Among the most promising extreme music acts of the early 2010s was undoubtedly Water Torture. They played a sludgy, oppressive brand of grindviolence that immediately made waves in the underground. After releasing a number of splits, EPs and an LP, Water Torture sadly called it quits in 2015.

Rather than ending there, however, two of the three members immediately formed a new band. That band was Stimulant, a faster, noisier cousin to Water Torture's heavy blend of grindcore and powerviolence, with a similar sense of oppessive atmosphere. In 2017 they made their first release, the very good Stimulant LP, which made it clear they were much more than Water Torture lite.

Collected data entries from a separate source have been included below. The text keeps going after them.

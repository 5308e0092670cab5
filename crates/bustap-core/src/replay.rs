//! Deterministic replay of scripted receive traffic.
//!
//! A replay script lists receive sessions as hex byte strings. Each session
//! is fed through an [`Analyzer`] using the receive handshake discipline
//! (active asserted one tick before the first byte, deasserted to end the
//! packet), the engine is allowed to settle, and the output stream is
//! drained and decoded into a [`CaptureReport`]. Sessions can opt out of
//! draining to leave bytes in the ring buffer and exercise the overrun path.

use serde::Deserialize;
use thiserror::Error;
use time::OffsetDateTime;
use time::format_description::well_known::Rfc3339;

use crate::record::{RecordError, RecordEvent, decode_records};
use crate::{
    Analyzer, CaptureReport, ConfigError, DEFAULT_MEM_DEPTH, EngineError, RecordSummary, RxSample,
    make_base_report,
};

/// One scripted receive session.
#[derive(Debug, Clone, Deserialize)]
pub struct Session {
    /// Packet bytes as a hex string (may be empty for a zero-length packet).
    pub bytes: String,
    /// Drain the output ring buffer after this session (default true).
    /// `false` leaves the bytes in place, raising the output level seen by
    /// later sessions.
    #[serde(default = "default_drain")]
    pub drain: bool,
}

fn default_drain() -> bool {
    true
}

/// A full replay script.
///
/// # Examples
/// ```
/// use bustap_core::ReplayScript;
///
/// let script: ReplayScript =
///     serde_json::from_str(r#"{"mem_depth":16,"sessions":[{"bytes":"aabb"}]}"#)?;
/// assert_eq!(script.mem_depth, Some(16));
/// assert_eq!(script.sessions.len(), 1);
/// # Ok::<(), serde_json::Error>(())
/// ```
#[derive(Debug, Clone, Deserialize)]
pub struct ReplayScript {
    /// Output ring buffer depth; defaults to the engine default when absent.
    #[serde(default)]
    pub mem_depth: Option<usize>,
    /// Sessions in replay order.
    pub sessions: Vec<Session>,
}

#[derive(Debug, Error)]
pub enum ReplayError {
    #[error("configuration error: {0}")]
    Config(#[from] ConfigError),
    #[error("engine error: {0}")]
    Engine(#[from] EngineError),
    #[error("output stream error: {0}")]
    Record(#[from] RecordError),
    #[error("session {session}: invalid hex: {message}")]
    InvalidHex { session: usize, message: String },
}

/// Replay a script and aggregate the drained output into a report.
///
/// # Errors
/// Fails on invalid configuration, invalid session hex, an engine bound
/// violation, or a truncated output stream (the last would indicate an
/// engine bug rather than bad input).
pub fn run_replay(script: &ReplayScript) -> Result<CaptureReport, ReplayError> {
    let mem_depth = script.mem_depth.unwrap_or(DEFAULT_MEM_DEPTH);
    let mut analyzer = Analyzer::new(mem_depth)?;
    analyzer.set_capture_enable(true);
    analyzer.tick(RxSample::inactive())?;

    let mut drained = Vec::new();
    for (index, session) in script.sessions.iter().enumerate() {
        let bytes = decode_hex(&session.bytes).map_err(|message| ReplayError::InvalidHex {
            session: index,
            message,
        })?;
        feed_session(&mut analyzer, &bytes)?;
        analyzer.quiesce()?;
        if session.drain {
            drain_fully(&mut analyzer, &mut drained)?;
        }
    }
    drain_fully(&mut analyzer, &mut drained)?;

    let events = decode_records(&drained)?;
    let mut report = make_base_report(mem_depth);
    report.generated_at = OffsetDateTime::now_utc()
        .format(&Rfc3339)
        .unwrap_or_else(|_| crate::DEFAULT_GENERATED_AT.to_string());
    report.stats.sessions_total = script.sessions.len() as u64;
    report.stats.overrun = analyzer.status().overrun;
    for event in events {
        match event {
            RecordEvent::Packet(payload) => {
                report.stats.records_captured += 1;
                report.stats.bytes_captured += payload.len() as u64;
                report.records.push(RecordSummary {
                    kind: "packet".to_string(),
                    length: Some(payload.len() as u16),
                    payload: Some(encode_hex(&payload)),
                });
            }
            RecordEvent::Overrun => {
                report.stats.records_dropped += 1;
                report.records.push(RecordSummary {
                    kind: "overrun".to_string(),
                    length: None,
                    payload: None,
                });
            }
        }
    }
    Ok(report)
}

fn feed_session(analyzer: &mut Analyzer, bytes: &[u8]) -> Result<(), EngineError> {
    analyzer.tick(RxSample::active())?;
    for &byte in bytes {
        analyzer.tick(RxSample::byte(byte))?;
    }
    analyzer.tick(RxSample::inactive())
}

/// Drain until the engine has nothing more to emit. Draining can unpark a
/// transfer waiting for marker space, so settle and re-check after each pass.
fn drain_fully(analyzer: &mut Analyzer, drained: &mut Vec<u8>) -> Result<(), EngineError> {
    loop {
        analyzer.quiesce()?;
        if analyzer.output_level() == 0 {
            return Ok(());
        }
        while let Some(byte) = analyzer.read_output() {
            drained.push(byte);
        }
    }
}

fn decode_hex(text: &str) -> Result<Vec<u8>, String> {
    let text = text.trim();
    if text.len() % 2 != 0 {
        return Err(format!("odd number of digits ({})", text.len()));
    }
    let mut bytes = Vec::with_capacity(text.len() / 2);
    for chunk in text.as_bytes().chunks(2) {
        let pair = std::str::from_utf8(chunk).map_err(|_| "non-ascii input".to_string())?;
        let byte = u8::from_str_radix(pair, 16).map_err(|_| format!("invalid digit pair '{pair}'"))?;
        bytes.push(byte);
    }
    Ok(bytes)
}

fn encode_hex(bytes: &[u8]) -> String {
    let mut text = String::with_capacity(bytes.len() * 2);
    for byte in bytes {
        text.push_str(&format!("{byte:02x}"));
    }
    text
}

#[cfg(test)]
mod tests {
    use super::{ReplayScript, Session, decode_hex, encode_hex, run_replay};

    fn script(mem_depth: usize, sessions: Vec<Session>) -> ReplayScript {
        ReplayScript {
            mem_depth: Some(mem_depth),
            sessions,
        }
    }

    fn session(bytes: &str) -> Session {
        Session {
            bytes: bytes.to_string(),
            drain: true,
        }
    }

    #[test]
    fn decode_hex_accepts_empty_and_pairs() {
        assert_eq!(decode_hex("").unwrap(), Vec::<u8>::new());
        assert_eq!(decode_hex("aaBB01").unwrap(), vec![0xAA, 0xBB, 0x01]);
    }

    #[test]
    fn decode_hex_rejects_odd_and_invalid() {
        assert!(decode_hex("abc").is_err());
        assert!(decode_hex("zz").is_err());
    }

    #[test]
    fn encode_hex_is_lowercase() {
        assert_eq!(encode_hex(&[0xAB, 0x01]), "ab01");
    }

    #[test]
    fn replay_captures_sessions_in_order() {
        let report = run_replay(&script(
            64,
            vec![session("aa"), session("bbcc"), session("")],
        ))
        .unwrap();

        assert_eq!(report.stats.sessions_total, 3);
        assert_eq!(report.stats.records_captured, 3);
        assert_eq!(report.stats.records_dropped, 0);
        assert_eq!(report.stats.bytes_captured, 3);
        assert!(!report.stats.overrun);

        assert_eq!(report.records[0].payload.as_deref(), Some("aa"));
        assert_eq!(report.records[1].payload.as_deref(), Some("bbcc"));
        assert_eq!(report.records[2].payload.as_deref(), Some(""));
        assert_eq!(report.records[2].length, Some(0));
    }

    #[test]
    fn undrained_session_provokes_overrun() {
        let sessions = vec![
            Session {
                bytes: "010203040506".to_string(),
                drain: false,
            },
            session("aabbcc"),
        ];
        let report = run_replay(&script(8, sessions)).unwrap();

        assert!(report.stats.overrun);
        assert_eq!(report.stats.records_captured, 1);
        assert_eq!(report.stats.records_dropped, 1);
        assert_eq!(report.records[0].payload.as_deref(), Some("010203040506"));
        assert_eq!(report.records[1].kind, "overrun");
    }

    #[test]
    fn invalid_session_hex_names_the_session() {
        let err = run_replay(&script(8, vec![session("aa"), session("xy")])).unwrap_err();
        assert!(err.to_string().contains("session 1"));
    }

    #[test]
    fn script_mem_depth_is_validated() {
        let err = run_replay(&script(6, vec![session("aa")])).unwrap_err();
        assert!(err.to_string().contains("power of two"));
    }
}
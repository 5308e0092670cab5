//! Fixed-capacity FIFO queue used for all three engine buffers.
//!
//! One generic circular buffer backs the output ring buffer (bytes), the
//! packet staging buffer (bytes), and the pending-lengths queue (u16). The
//! fill level is tracked explicitly so callers can make admission decisions
//! (the transfer engine's space check) without popping anything.
//!
//! # Invariants
//! - `len <= capacity` at all times.
//! - `push` on a full queue is rejected and returns the value.
//! - FIFO order is exact: no reordering, no duplication.

/// Bounded FIFO over `Copy` elements with an explicit fill level.
///
/// # Examples
/// ```
/// use bustap_core::BoundedQueue;
///
/// let mut queue = BoundedQueue::new(4);
/// queue.push(1u8).unwrap();
/// queue.push(2u8).unwrap();
/// assert_eq!(queue.len(), 2);
/// assert_eq!(queue.pop(), Some(1));
/// assert_eq!(queue.pop(), Some(2));
/// assert_eq!(queue.pop(), None);
/// ```
#[derive(Debug, Clone)]
pub struct BoundedQueue<T> {
    buf: Vec<T>,
    head: usize,
    len: usize,
}

impl<T: Copy + Default> BoundedQueue<T> {
    /// Create an empty queue holding at most `capacity` elements.
    ///
    /// # Panics
    /// Panics if `capacity` is zero.
    pub fn new(capacity: usize) -> Self {
        assert!(capacity > 0, "queue capacity must be > 0");
        Self {
            buf: vec![T::default(); capacity],
            head: 0,
            len: 0,
        }
    }

    /// Maximum number of elements the queue can hold.
    pub fn capacity(&self) -> usize {
        self.buf.len()
    }

    /// Current fill level.
    pub fn len(&self) -> usize {
        self.len
    }

    /// True when the fill level is zero.
    pub fn is_empty(&self) -> bool {
        self.len == 0
    }

    /// True when the fill level equals the capacity.
    pub fn is_full(&self) -> bool {
        self.len == self.buf.len()
    }

    /// Free space remaining.
    pub fn free(&self) -> usize {
        self.buf.len() - self.len
    }

    /// Append `value` at the tail, or hand it back when the queue is full.
    pub fn push(&mut self, value: T) -> Result<(), T> {
        if self.is_full() {
            return Err(value);
        }
        let tail = (self.head + self.len) % self.buf.len();
        self.buf[tail] = value;
        self.len += 1;
        Ok(())
    }

    /// Remove and return the oldest element, or `None` when empty.
    pub fn pop(&mut self) -> Option<T> {
        if self.len == 0 {
            return None;
        }
        let value = self.buf[self.head];
        self.head = (self.head + 1) % self.buf.len();
        self.len -= 1;
        Some(value)
    }

    /// Oldest element without removing it.
    pub fn peek(&self) -> Option<T> {
        if self.len == 0 {
            None
        } else {
            Some(self.buf[self.head])
        }
    }
}

#[cfg(test)]
mod tests {
    use super::BoundedQueue;

    #[test]
    fn preserves_fifo_order() {
        let mut queue = BoundedQueue::new(8);
        for value in 0u8..5 {
            queue.push(value).unwrap();
        }
        for value in 0u8..5 {
            assert_eq!(queue.pop(), Some(value));
        }
        assert!(queue.is_empty());
    }

    #[test]
    fn rejects_push_when_full() {
        let mut queue = BoundedQueue::new(2);
        queue.push(10u16).unwrap();
        queue.push(11u16).unwrap();
        assert!(queue.is_full());
        assert_eq!(queue.push(12u16), Err(12));
        assert_eq!(queue.len(), 2);
    }

    #[test]
    fn pop_on_empty_returns_none() {
        let mut queue: BoundedQueue<u8> = BoundedQueue::new(1);
        assert_eq!(queue.pop(), None);
        assert_eq!(queue.peek(), None);
    }

    #[test]
    fn wraps_around_storage_boundary() {
        let mut queue = BoundedQueue::new(3);
        queue.push(1u8).unwrap();
        queue.push(2u8).unwrap();
        assert_eq!(queue.pop(), Some(1));
        queue.push(3u8).unwrap();
        queue.push(4u8).unwrap();
        assert!(queue.is_full());
        assert_eq!(queue.pop(), Some(2));
        assert_eq!(queue.pop(), Some(3));
        assert_eq!(queue.pop(), Some(4));
    }

    #[test]
    fn level_tracks_pushes_and_pops() {
        let mut queue = BoundedQueue::new(4);
        assert_eq!(queue.free(), 4);
        queue.push(0u8).unwrap();
        queue.push(0u8).unwrap();
        assert_eq!(queue.len(), 2);
        assert_eq!(queue.free(), 2);
        queue.pop();
        assert_eq!(queue.len(), 1);
        assert_eq!(queue.free(), 3);
    }
}
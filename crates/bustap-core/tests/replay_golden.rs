use std::fs;
use std::path::Path;

use bustap_core::{CaptureReport, ReplayScript, run_replay};

fn fixture_dir(name: &str) -> std::path::PathBuf {
    Path::new(env!("CARGO_MANIFEST_DIR"))
        .join("tests")
        .join("replay")
        .join(name)
}

fn load_expected_report(name: &str) -> CaptureReport {
    let expected_path = fixture_dir(name).join("expected_report.json");
    let expected_json = fs::read_to_string(&expected_path).expect("read expected_report.json");
    serde_json::from_str(&expected_json).expect("parse expected report")
}

fn run_golden(name: &str) {
    let script_json =
        fs::read_to_string(fixture_dir(name).join("script.json")).expect("read script.json");
    let script: ReplayScript = serde_json::from_str(&script_json).expect("parse script");
    let expected = load_expected_report(name);

    let mut actual = run_replay(&script).expect("replay script");
    actual.generated_at = expected.generated_at.clone();
    actual.tool.version = expected.tool.version.clone();

    let actual_value = serde_json::to_value(actual).expect("serialize actual");
    let expected_value = serde_json::to_value(expected).expect("serialize expected");

    assert_eq!(actual_value, expected_value, "golden mismatch in {name}");
}

#[test]
fn golden_basic() {
    run_golden("basic");
}

#[test]
fn golden_overrun() {
    run_golden("overrun");
}

#[test]
fn golden_overrun_marks_dropped_record() {
    let report = load_expected_report("overrun");
    assert!(report.stats.overrun);
    assert_eq!(report.stats.records_dropped, 1);
    assert_eq!(report.records[1].kind, "overrun");
}
//! Capture front-end state machine.
//!
//! Watches the receive handshake and turns each receive-active episode into
//! one staged packet: bytes go into the staging buffer as they arrive, and
//! the final byte count is queued for the transfer engine when the episode
//! ends. The machine never begins mid-packet and never truncates a packet
//! that has started, regardless of the capture-enable gate.

use crate::queue::BoundedQueue;

use super::{EngineError, RxSample};

#[derive(Debug, Clone, Copy, PartialEq, Eq)]
pub(super) enum CaptureState {
    /// Armed but not yet aligned to a packet boundary.
    Start,
    /// Waiting for the receive channel to go active.
    Idle,
    /// Accumulating bytes of the in-flight packet.
    Capture,
}

#[derive(Debug)]
pub(super) struct CaptureFrontEnd {
    state: CaptureState,
    session_len: u16,
}

impl CaptureFrontEnd {
    pub(super) fn new() -> Self {
        Self {
            state: CaptureState::Start,
            session_len: 0,
        }
    }

    pub(super) fn state(&self) -> CaptureState {
        self.state
    }

    /// Advance one step. Returns true when a byte was accepted into staging
    /// on this step (the `sampling` pulse).
    pub(super) fn step(
        &mut self,
        rx: RxSample,
        capture_enable: bool,
        staging: &mut BoundedQueue<u8>,
        lengths: &mut BoundedQueue<u16>,
    ) -> Result<bool, EngineError> {
        match self.state {
            CaptureState::Start => {
                // Wait for a packet boundary so enabling capture mid-packet
                // never produces a partial record.
                if !rx.active && capture_enable {
                    self.state = CaptureState::Idle;
                }
                Ok(false)
            }
            CaptureState::Idle => {
                if !capture_enable {
                    self.state = CaptureState::Start;
                } else if rx.active {
                    self.session_len = 0;
                    self.state = CaptureState::Capture;
                }
                Ok(false)
            }
            CaptureState::Capture => {
                if rx.active {
                    if rx.valid {
                        staging
                            .push(rx.data)
                            .map_err(|_| EngineError::StagingOverflow {
                                capacity: staging.capacity(),
                            })?;
                        self.session_len += 1;
                        return Ok(true);
                    }
                    Ok(false)
                } else {
                    // Episode over: hand the byte count to the transfer
                    // engine. Zero is a legitimate length.
                    lengths
                        .push(self.session_len)
                        .map_err(|_| EngineError::LengthBacklogFull {
                            depth: lengths.capacity(),
                        })?;
                    self.state = CaptureState::Idle;
                    Ok(false)
                }
            }
        }
    }
}

#[cfg(test)]
mod tests {
    use super::{CaptureFrontEnd, CaptureState};
    use crate::engine::{EngineError, RxSample};
    use crate::queue::BoundedQueue;

    fn buffers() -> (BoundedQueue<u8>, BoundedQueue<u16>) {
        (BoundedQueue::new(16), BoundedQueue::new(4))
    }

    #[test]
    fn waits_for_boundary_before_arming() {
        let (mut staging, mut lengths) = buffers();
        let mut fsm = CaptureFrontEnd::new();

        // Enable asserted mid-packet: stay in START until the channel idles.
        fsm.step(RxSample::byte(0x55), true, &mut staging, &mut lengths)
            .unwrap();
        assert_eq!(fsm.state(), CaptureState::Start);
        fsm.step(RxSample::inactive(), true, &mut staging, &mut lengths)
            .unwrap();
        assert_eq!(fsm.state(), CaptureState::Idle);
        assert!(staging.is_empty());
    }

    #[test]
    fn captures_bytes_and_queues_length() {
        let (mut staging, mut lengths) = buffers();
        let mut fsm = CaptureFrontEnd::new();
        fsm.step(RxSample::inactive(), true, &mut staging, &mut lengths)
            .unwrap();

        fsm.step(RxSample::active(), true, &mut staging, &mut lengths)
            .unwrap();
        assert_eq!(fsm.state(), CaptureState::Capture);
        let sampled = fsm
            .step(RxSample::byte(0xAA), true, &mut staging, &mut lengths)
            .unwrap();
        assert!(sampled);
        fsm.step(RxSample::byte(0xBB), true, &mut staging, &mut lengths)
            .unwrap();
        fsm.step(RxSample::inactive(), true, &mut staging, &mut lengths)
            .unwrap();

        assert_eq!(fsm.state(), CaptureState::Idle);
        assert_eq!(lengths.pop(), Some(2));
        assert_eq!(staging.pop(), Some(0xAA));
        assert_eq!(staging.pop(), Some(0xBB));
    }

    #[test]
    fn zero_byte_episode_queues_length_zero() {
        let (mut staging, mut lengths) = buffers();
        let mut fsm = CaptureFrontEnd::new();
        fsm.step(RxSample::inactive(), true, &mut staging, &mut lengths)
            .unwrap();

        fsm.step(RxSample::active(), true, &mut staging, &mut lengths)
            .unwrap();
        fsm.step(RxSample::inactive(), true, &mut staging, &mut lengths)
            .unwrap();
        assert_eq!(lengths.pop(), Some(0));
        assert!(staging.is_empty());
    }

    #[test]
    fn disable_mid_packet_does_not_truncate() {
        let (mut staging, mut lengths) = buffers();
        let mut fsm = CaptureFrontEnd::new();
        fsm.step(RxSample::inactive(), true, &mut staging, &mut lengths)
            .unwrap();
        fsm.step(RxSample::active(), true, &mut staging, &mut lengths)
            .unwrap();
        fsm.step(RxSample::byte(0x01), true, &mut staging, &mut lengths)
            .unwrap();

        // Disable takes effect only between packets.
        fsm.step(RxSample::byte(0x02), false, &mut staging, &mut lengths)
            .unwrap();
        assert_eq!(fsm.state(), CaptureState::Capture);
        fsm.step(RxSample::inactive(), false, &mut staging, &mut lengths)
            .unwrap();
        assert_eq!(lengths.pop(), Some(2));

        // Back at the boundary, the gate is honored.
        fsm.step(RxSample::inactive(), false, &mut staging, &mut lengths)
            .unwrap();
        assert_eq!(fsm.state(), CaptureState::Start);
    }

    #[test]
    fn staging_overflow_is_an_error() {
        let mut staging = BoundedQueue::new(2);
        let mut lengths = BoundedQueue::new(4);
        let mut fsm = CaptureFrontEnd::new();
        fsm.step(RxSample::inactive(), true, &mut staging, &mut lengths)
            .unwrap();
        fsm.step(RxSample::active(), true, &mut staging, &mut lengths)
            .unwrap();
        fsm.step(RxSample::byte(0x01), true, &mut staging, &mut lengths)
            .unwrap();
        fsm.step(RxSample::byte(0x02), true, &mut staging, &mut lengths)
            .unwrap();
        let err = fsm
            .step(RxSample::byte(0x03), true, &mut staging, &mut lengths)
            .unwrap_err();
        assert!(matches!(err, EngineError::StagingOverflow { capacity: 2 }));
    }
}
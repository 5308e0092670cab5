//! Transfer/overrun engine state machine.
//!
//! Drains completed packets from the staging buffer into the output ring
//! buffer as length-prefixed records. When a record (prefix included) would
//! not fit in the remaining output space, the packet's bytes are discarded
//! from staging, a two-byte overrun marker is written in its place, and the
//! sticky overrun latch is set. Records always leave in the order their
//! lengths were queued.

use crate::queue::BoundedQueue;
use crate::{HEADER_SIZE_BYTES, OVERRUN_MARKER};

#[derive(Debug, Clone, Copy, PartialEq, Eq)]
pub(super) enum TransferState {
    Idle,
    PopLength,
    Inspect,
    Transfer,
    Overrun,
    ClearOverrun,
}

#[derive(Debug)]
pub(super) struct TransferEngine {
    state: TransferState,
    /// Working packet length; counts down while bytes are moved or discarded.
    length: u16,
    /// Steps taken on the current record, used to sequence the prefix bytes.
    progress: u32,
}

impl TransferEngine {
    pub(super) fn new() -> Self {
        Self {
            state: TransferState::Idle,
            length: 0,
            progress: 0,
        }
    }

    pub(super) fn fingerprint(&self) -> (TransferState, u16, u32) {
        (self.state, self.length, self.progress)
    }

    /// Advance one step against the shared queues.
    pub(super) fn step(
        &mut self,
        lengths: &mut BoundedQueue<u16>,
        staging: &mut BoundedQueue<u8>,
        output: &mut BoundedQueue<u8>,
        overrun: &mut bool,
    ) {
        match self.state {
            TransferState::Idle => {
                if !lengths.is_empty() {
                    self.state = TransferState::PopLength;
                }
            }
            TransferState::PopLength => {
                if let Some(length) = lengths.pop() {
                    self.length = length;
                    self.progress = 0;
                    self.state = TransferState::Inspect;
                }
            }
            TransferState::Inspect => {
                let needed = self.length as usize + HEADER_SIZE_BYTES;
                if output.len() + needed > output.capacity() {
                    self.state = TransferState::Overrun;
                } else {
                    self.state = TransferState::Transfer;
                }
            }
            TransferState::Transfer => {
                // Space for the whole record was checked in Inspect, so the
                // pushes below cannot fail.
                if self.progress == 0 {
                    let _ = output.push((self.length >> 8) as u8);
                } else if self.progress == 1 {
                    let _ = output.push((self.length & 0xFF) as u8);
                } else if self.length != 0 {
                    if let Some(byte) = staging.pop() {
                        let _ = output.push(byte);
                    }
                    self.length -= 1;
                } else {
                    self.state = TransferState::Idle;
                    return;
                }
                self.progress += 1;
            }
            TransferState::Overrun => {
                *overrun = true;
                // Hold here until the marker's two bytes fit.
                if output.free() >= HEADER_SIZE_BYTES {
                    self.state = TransferState::ClearOverrun;
                }
            }
            TransferState::ClearOverrun => {
                if self.progress < 2 {
                    let _ = output.push((OVERRUN_MARKER >> 8) as u8);
                    self.progress += 1;
                } else if self.length != 0 {
                    // Drop the lost packet's bytes so the next queued length
                    // still lines up with the staging buffer.
                    staging.pop();
                    self.length -= 1;
                } else {
                    self.state = TransferState::Idle;
                }
            }
        }
    }
}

Sensory Deprivation is Stimulant's second LP, and their third release altogether after 2018's split with Water Torture. It continues the growth of the previous two releases, and an increased level of confidence and artistic voice is evident throughout these 27 songs. Through a series of subtle improvements, Stimulant has gone from a promising successor to their former band to one of the leading voices in the modern medium.


Stimulant's music stands on its own, but fans craving Iron Lung-style noise after that band's demise should especially gravitate toward their brand of refined blasting. They share a similar tone of detached bleakness, as well as a love of weird chord progressions and bits of alienating noise. There's a desperation to the songs here, as well, and at least on the surface a shared thematic focus on bodies and medical conditions.


The vocals here shift from piercing screams to guttural barks, guitars feed back and chug, drums skitter and blast. "Radiation Rains Down" shudders and howls, hits a dead sprint and lands face first in a breakdown. Weird, circling riffs swirl around stop-start blasting on "Hiss Stains," and "No Funeral" is all lurching, mid-tempo intensity.


Powerviolence and grindcore sometimes have difficulty with the concept of "full length" albums because of the inherent brevity in the genres. No such difficulty is evident here. This is a complete release, clearly made by a band at the top of their game. Essential listening.


Sensory Deprivation is available digitally at pay-what-you-want pricing and physically through Nerve Altar.